--- PROVIDED RECORDS ---
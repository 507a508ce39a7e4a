// Line-oriented presentation boundary. All state lives in the repository
// and services; this module only collects input and renders snapshots.

use std::io::{self, BufRead, Write};

use appointment_cell::codec;
use appointment_cell::models::{AppointmentForm, DeleteConfirmation};
use appointment_cell::services::{analytics, AppointmentFilter, MutationService};

const HELP: &str = "\
Commands:
  list            show appointments (current filter applied)
  stats           show count / average wait / max wait
  add             create a new appointment
  edit <id>       edit an appointment
  delete <id>     delete an appointment (asks for confirmation)
  filter          set day/month/name filter
  clear           clear the filter
  reload          re-fetch all appointments from the backend
  help            show this help
  quit            exit";

pub async fn run(service: &MutationService) {
    let stdin = io::stdin();
    let mut filter = AppointmentFilter::default();

    println!("Waitdesk console ready. Type 'help' for commands.");
    loop {
        print!("> ");
        let _ = io::stdout().flush();

        let mut line = String::new();
        match stdin.lock().read_line(&mut line) {
            Ok(0) | Err(_) => break,
            Ok(_) => {}
        }

        let line = line.trim();
        let (command, arg) = match line.split_once(' ') {
            Some((c, a)) => (c, a.trim()),
            None => (line, ""),
        };

        match command {
            "" => {}
            "help" => println!("{HELP}"),
            "list" => list(service, &filter),
            "stats" => stats(service),
            "add" => add(service).await,
            "edit" => match arg.parse::<i64>() {
                Ok(id) => edit(service, id).await,
                Err(_) => println!("usage: edit <id>"),
            },
            "delete" => match arg.parse::<i64>() {
                Ok(id) => delete(service, id).await,
                Err(_) => println!("usage: delete <id>"),
            },
            "filter" => set_filter(&mut filter),
            "clear" => {
                filter.clear();
                println!("Filter cleared");
            }
            "reload" => match service.fetch_all().await {
                Ok(count) => println!("Reloaded {count} appointments"),
                Err(err) => println!("{err}"),
            },
            "quit" | "exit" => break,
            other => println!("Unknown command '{other}', type 'help'"),
        }
    }
}

fn list(service: &MutationService, filter: &AppointmentFilter) {
    let repository = service.repository();
    if !repository.is_loaded() {
        println!("No data loaded yet, try 'reload'");
        return;
    }

    let records = filter.apply(&repository.all());
    if records.is_empty() {
        if filter.is_empty() {
            println!("No appointments");
        } else {
            println!("No appointments match filters");
        }
        return;
    }

    println!(
        "{:>4}  {:<20} {:<10} {:>5} {:>5} {:>8} {:<7} {:>4} {:>9}",
        "ID", "Patient", "Day", "Month", "Hour", "Lead", "Sex", "Age", "Wait(min)"
    );
    for record in &records {
        let form = codec::form_with_fallback(record);
        let flag = if analytics::is_high_wait(record) {
            "  (long wait, suggest another hour)"
        } else {
            ""
        };
        println!(
            "{:>4}  {:<20} {:<10} {:>5} {:>4}:00 {:>8} {:<7} {:>4} {:>9.1}{}",
            record.id,
            record.patient_name,
            form.day_label,
            record.month,
            record.hour,
            record.days_between_schedule_and_visit,
            form.sex_label,
            record.age,
            record.wait_minutes(),
            flag,
        );
    }
}

fn stats(service: &MutationService) {
    let stats = analytics::compute_stats(&service.repository().all());
    println!(
        "Total: {}   Average wait: {} min   Max wait: {} min",
        stats.count, stats.avg_wait, stats.max_wait
    );
}

async fn add(service: &MutationService) {
    let Some(form) = read_form(&AppointmentForm::default()) else {
        println!("Cancelled");
        return;
    };

    match service.create(&form).await {
        Ok((appointment, suggestion)) => {
            println!("Created appointment {}", appointment.id);
            if let Some(suggestion) = suggestion {
                println!("{suggestion}");
            }
        }
        Err(err) => println!("{err}"),
    }
}

async fn edit(service: &MutationService, id: i64) {
    let Some(current) = service.repository().get(id) else {
        println!("No appointment with id {id}");
        return;
    };

    let Some(form) = read_form(&codec::form_with_fallback(&current)) else {
        println!("Cancelled");
        return;
    };

    match service.update(id, &form).await {
        Ok(()) => println!("Updated appointment {id}"),
        Err(err) => println!("{err}"),
    }
}

async fn delete(service: &MutationService, id: i64) {
    let confirmation = if ask_yes_no("Delete this appointment? [y/N] ") {
        DeleteConfirmation::Confirmed
    } else {
        DeleteConfirmation::Declined
    };

    match service.delete(id, confirmation).await {
        Ok(true) => println!("Deleted appointment {id}"),
        Ok(false) => println!("Delete cancelled"),
        Err(err) => println!("{err}"),
    }
}

fn set_filter(filter: &mut AppointmentFilter) {
    filter.day = prompt_number::<u8>("Filter day 0-6 (blank for any): ");
    filter.month = prompt_number::<u8>("Filter month 1-12 (blank for any): ");
    let name = prompt("Filter name contains (blank for any): ");
    filter.name = if name.is_empty() { None } else { Some(name) };
    println!("Filter set");
}

/// Prompts for every editable field. Defaults (shown in brackets) come
/// from the supplied form, so editing keeps untouched fields. Returns
/// `None` when the operator aborts with "q".
fn read_form(defaults: &AppointmentForm) -> Option<AppointmentForm> {
    let mut form = defaults.clone();

    form.patient_name = prompt_default("Patient name", &form.patient_name)?;

    println!("Days: 0=Monday .. 6=Sunday");
    if let Some(day) = prompt_number_default("Day of week", form.day_of_week)? {
        form.select_day(day);
    }

    form.month = prompt_number_default("Month (1-12)", form.month)?;
    form.hour = prompt_number_default("Hour (9-17)", form.hour)?;
    form.days_between_schedule_and_visit =
        prompt_number_default("Days between scheduling and visit", form.days_between_schedule_and_visit)?;

    println!("Sex: 0=female, 1=male");
    if let Some(sex) = prompt_number_default("Sex", form.sex_encoded)? {
        form.select_sex(sex);
    }

    form.age = prompt_number_default("Age", form.age)?;
    Some(form)
}

fn prompt(message: &str) -> String {
    print!("{message}");
    let _ = io::stdout().flush();
    let mut line = String::new();
    let _ = io::stdin().lock().read_line(&mut line);
    line.trim().to_string()
}

/// Text prompt with a default; "q" aborts.
fn prompt_default(label: &str, default: &str) -> Option<String> {
    let input = prompt(&format!("{label} [{default}]: "));
    match input.as_str() {
        "q" => None,
        "" => Some(default.to_string()),
        _ => Some(input),
    }
}

fn prompt_number<T: std::str::FromStr>(message: &str) -> Option<T> {
    let input = prompt(message);
    if input.is_empty() {
        return None;
    }
    match input.parse() {
        Ok(value) => Some(value),
        Err(_) => {
            println!("Not a valid number, leaving unset");
            None
        }
    }
}

/// Numeric prompt with a default; blank keeps the default, "q" aborts.
/// A non-numeric entry leaves the field unset so validation reports it.
fn prompt_number_default<T: std::str::FromStr + std::fmt::Display + Copy>(
    label: &str,
    default: Option<T>,
) -> Option<Option<T>> {
    let shown = match default {
        Some(value) => value.to_string(),
        None => String::new(),
    };
    let input = prompt(&format!("{label} [{shown}]: "));
    match input.as_str() {
        "q" => None,
        "" => Some(default),
        _ => match input.parse() {
            Ok(value) => Some(Some(value)),
            Err(_) => {
                println!("Not a valid number, leaving unset");
                Some(None)
            }
        },
    }
}

fn ask_yes_no(message: &str) -> bool {
    let answer = prompt(message);
    matches!(answer.to_lowercase().as_str(), "y" | "yes")
}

--- PROBLEM REQUIREMENTS ---
Every line of the listing must be transcribed exactly.

--- EXERCISE OUTPUT ---
repository 507a508ce39a7e4a
// Line-oriented presentation boundary. All state lives in the repository
// and services; this module only collects input and renders snapshots.

use std::io::{self, BufRead, Write};

use appointment_cell::codec;
use appointment_cell::models::{AppointmentForm, DeleteConfirmation};
use appointment_cell::services::{analytics, AppointmentFilter, MutationService};

const HELP: &str = "\
Commands:
  list            show appointments (current filter applied)
  stats           show count / average wait / max wait
  add             create a new appointment
  edit <id>       edit an appointment
  delete <id>     delete an appointment (asks for confirmation)
  filter          set day/month/name filter
  clear           clear the filter
  reload          re-fetch all appointments from the backend
  help            show this help
  quit            exit";

pub async fn run(service: &MutationService) {
    let stdin = io::stdin();
    let mut filter = AppointmentFilter::default();

    println!("Waitdesk console ready. Type 'help' for commands.");
    loop {
        print!("> ");
        let _ = io::stdout().flush();

        let mut line = String::new();
        match stdin.lock().read_line(&mut line) {
            Ok(0) | Err(_) => break,
            Ok(_) => {}
        }

        let line = line.trim();
        let (command, arg) = match line.split_once(' ') {
            Some((c, a)) => (c, a.trim()),
            None => (line, ""),
        };

        match command {
            "" => {}
            "help" => println!("{HELP}"),
            "list" => list(service, &filter),
            "stats" => stats(service),
            "add" => add(service).await,
            "edit" => match arg.parse::<i64>() {
                Ok(id) => edit(service, id).await,
                Err(_) => println!("usage: edit <id>"),
            },
            "delete" => match arg.parse::<i64>() {
                Ok(id) => delete(service, id).await,
                Err(_) => println!("usage: delete <id>"),
            },
            "filter" => set_filter(&mut filter),
            "clear" => {
                filter.clear();
                println!("Filter cleared");
            }
            "reload" => match service.fetch_all().await {
                Ok(count) => println!("Reloaded {count} appointments"),
                Err(err) => println!("{err}"),
            },
            "quit" | "exit" => break,
            other => println!("Unknown command '{other}', type 'help'"),
        }
    }
}

fn list(service: &MutationService, filter: &AppointmentFilter) {
    let repository = service.repository();
    if !repository.is_loaded() {
        println!("No data loaded yet, try 'reload'");
        return;
    }

    let records = filter.apply(&repository.all());
    if records.is_empty() {
        if filter.is_empty() {
            println!("No appointments");
        } else {
            println!("No appointments match filters");
        }
        return;
    }

    println!(
        "{:>4}  {:<20} {:<10} {:>5} {:>5} {:>8} {:<7} {:>4} {:>9}",
        "ID", "Patient", "Day", "Month", "Hour", "Lead", "Sex", "Age", "Wait(min)"
    );
    for record in &records {
        let form = codec::form_with_fallback(record);
        let flag = if analytics::is_high_wait(record) {
            "  (long wait, suggest another hour)"
        } else {
            ""
        };
        println!(
            "{:>4}  {:<20} {:<10} {:>5} {:>4}:00 {:>8} {:<7} {:>4} {:>9.1}{}",
            record.id,
            record.patient_name,
            form.day_label,
            record.month,
            record.hour,
            record.days_between_schedule_and_visit,
            form.sex_label,
            record.age,
            record.wait_minutes(),
            flag,
        );
    }
}

fn stats(service: &MutationService) {
    let stats = analytics::compute_stats(&service.repository().all());
    println!(
        "Total: {}   Average wait: {} min   Max wait: {} min",
        stats.count, stats.avg_wait, stats.max_wait
    );
}

async fn add(service: &MutationService) {
    let Some(form) = read_form(&AppointmentForm::default()) else {
        println!("Cancelled");
        return;
    };

    match service.create(&form).await {
        Ok((appointment, suggestion)) => {
            println!("Created appointment {}", appointment.id);
            if let Some(suggestion) = suggestion {
                println!("{suggestion}");
            }
        }
        Err(err) => println!("{err}"),
    }
}

async fn edit(service: &MutationService, id: i64) {
    let Some(current) = service.repository().get(id) else {
        println!("No appointment with id {id}");
        return;
    };

    let Some(form) = read_form(&codec::form_with_fallback(&current)) else {
        println!("Cancelled");
        return;
    };

    match service.update(id, &form).await {
        Ok(()) => println!("Updated appointment {id}"),
        Err(err) => println!("{err}"),
    }
}

async fn delete(service: &MutationService, id: i64) {
    let confirmation = if ask_yes_no("Delete this appointment? [y/N] ") {
        DeleteConfirmation::Confirmed
    } else {
        DeleteConfirmation::Declined
    };

    match service.delete(id, confirmation).await {
        Ok(true) => println!("Deleted appointment {id}"),
        Ok(false) => println!("Delete cancelled"),
        Err(err) => println!("{err}"),
    }
}

fn set_filter(filter: &mut AppointmentFilter) {
    filter.day = prompt_number::<u8>("Filter day 0-6 (blank for any): ");
    filter.month = prompt_number::<u8>("Filter month 1-12 (blank for any): ");
    let name = prompt("Filter name contains (blank for any): ");
    filter.name = if name.is_empty() { None } else { Some(name) };
    println!("Filter set");
}

/// Prompts for every editable field. Defaults (shown in brackets) come
/// from the supplied form, so editing keeps untouched fields. Returns
/// `None` when the operator aborts with "q".
fn read_form(defaults: &AppointmentForm) -> Option<AppointmentForm> {
    let mut form = defaults.clone();

    form.patient_name = prompt_default("Patient name", &form.patient_name)?;

    println!("Days: 0=Monday .. 6=Sunday");
    if let Some(day) = prompt_number_default("Day of week", form.day_of_week)? {
        form.select_day(day);
    }

    form.month = prompt_number_default("Month (1-12)", form.month)?;
    form.hour = prompt_number_default("Hour (9-17)", form.hour)?;
    form.days_between_schedule_and_visit =
        prompt_number_default("Days between scheduling and visit", form.days_between_schedule_and_visit)?;

    println!("Sex: 0=female, 1=male");
    if let Some(sex) = prompt_number_default("Sex", form.sex_encoded)? {
        form.select_sex(sex);
    }

    form.age = prompt_number_default("Age", form.age)?;
    Some(form)
}

fn prompt(message: &str) -> String {
    print!("{message}");
    let _ = io::stdout().flush();
    let mut line = String::new();
    let _ = io::stdin().lock().read_line(&mut line);
    line.trim().to_string()
}

/// Text prompt with a default; "q" aborts.
fn prompt_default(label: &str, default: &str) -> Option<String> {
    let input = prompt(&format!("{label} [{default}]: "));
    match input.as_str() {
        "q" => None,
        "" => Some(default.to_string()),
        _ => Some(input),
    }
}

fn prompt_number<T: std::str::FromStr>(message: &str) -> Option<T> {
    let input = prompt(message);
    if input.is_empty() {
        return None;
    }
    match input.parse() {
        Ok(value) => Some(value),
        Err(_) => {
            println!("Not a valid number, leaving unset");
            None
        }
    }
}

/// Numeric prompt with a default; blank keeps the default, "q" aborts.
/// A non-numeric entry leaves the field unset so validation reports it.
fn prompt_number_default<T: std::str::FromStr + std::fmt::Display + Copy>(
    label: &str,
    default: Option<T>,
) -> Option<Option<T>> {
    let shown = match default {
        Some(value) => value.to_string(),
        None => String::new(),
    };
    let input = prompt(&format!("{label} [{shown}]: "));
    match input.as_str() {
        "q" => None,
        "" => Some(default),
        _ => match input.parse() {
            Ok(value) => Some(Some(value)),
            Err(_) => {
                println!("Not a valid number, leaving unset");
                Some(None)
            }
        },
    }
}

fn ask_yes_no(message: &str) -> bool {
    let answer = prompt(message);
    matches!(answer.to_lowercase().as_str(), "y" | "yes")
}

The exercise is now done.